ASSIGNED TASK
Your task is to quote the records from their first line through the line containing "pub fn is_finite(self)", with nothing added or left out.

DATA
********

use core::ops::{Add, Div, Mul, Neg, Sub};

/// 2D vector.
#[derive(Debug, Copy, Clone, Default, PartialEq)]
pub struct Vec2 {
    pub x: f32,
    pub y: f32,
}

impl Vec2 {
    #[inline]
    pub const fn new(x: f32, y: f32) -> Self {
        Self { x, y }
    }

    #[inline]
    pub const fn zero() -> Self {
        Self { x: 0.0, y: 0.0 }
    }

    #[inline]
    pub fn is_finite(self) -> bool {
        self.x.is_finite() && self.y.is_finite()
    }

    #[inline]
    pub fn length(self) -> f32 {
        self.x.hypot(self.y)
    }

    /// Midpoint between `self` and `other`.
    #[inline]
    pub fn midpoint(self, other: Vec2) -> Vec2 {
        Vec2::new((self.x + other.x) * 0.5, (self.y + other.y) * 0.5)
    }
}

impl Add for Vec2 {
    type Output = Vec2;
    #[inline]
    fn add(self, rhs: Vec2) -> Vec2 {
        Vec2::new(self.x + rhs.x, self.y + rhs.y)
    }
}

impl Sub for Vec2 {
    type Output = Vec2;
    #[inline]
    fn sub(self, rhs: Vec2) -> Vec2 {
        Vec2::new(self.x - rhs.x, self.y - rhs.y)
    }
}

impl Mul<f32> for Vec2 {
    type Output = Vec2;
    #[inline]
    fn mul(self, rhs: f32) -> Vec2 {
        Vec2::new(self.x * rhs, self.y * rhs)
    }
}

impl Div<f32> for Vec2 {
    type Output = Vec2;
    #[inline]
    fn div(self, rhs: f32) -> Vec2 {
        Vec2::new(self.x / rhs, self.y / rhs)
    }
}

impl Neg for Vec2 {
    type Output = Vec2;
    #[inline]
    fn neg(self) -> Vec2 {
        Vec2::new(-self.x, -self.y)
    }
}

********

EXPECTED ANSWER
use core::ops::{Add, Div, Mul, Neg, Sub};

/// 2D vector.
#[derive(Debug, Copy, Clone, Default, PartialEq)]
pub struct Vec2 {
    pub x: f32,
    pub y: f32,
}

impl Vec2 {
    #[inline]
    pub const fn new(x: f32, y: f32) -> Self {
        Self { x, y }
    }

    #[inline]
    pub const fn zero() -> Self {
        Self { x: 0.0, y: 0.0 }
    }

    #[inline]
    pub fn is_finite(self) -> bool {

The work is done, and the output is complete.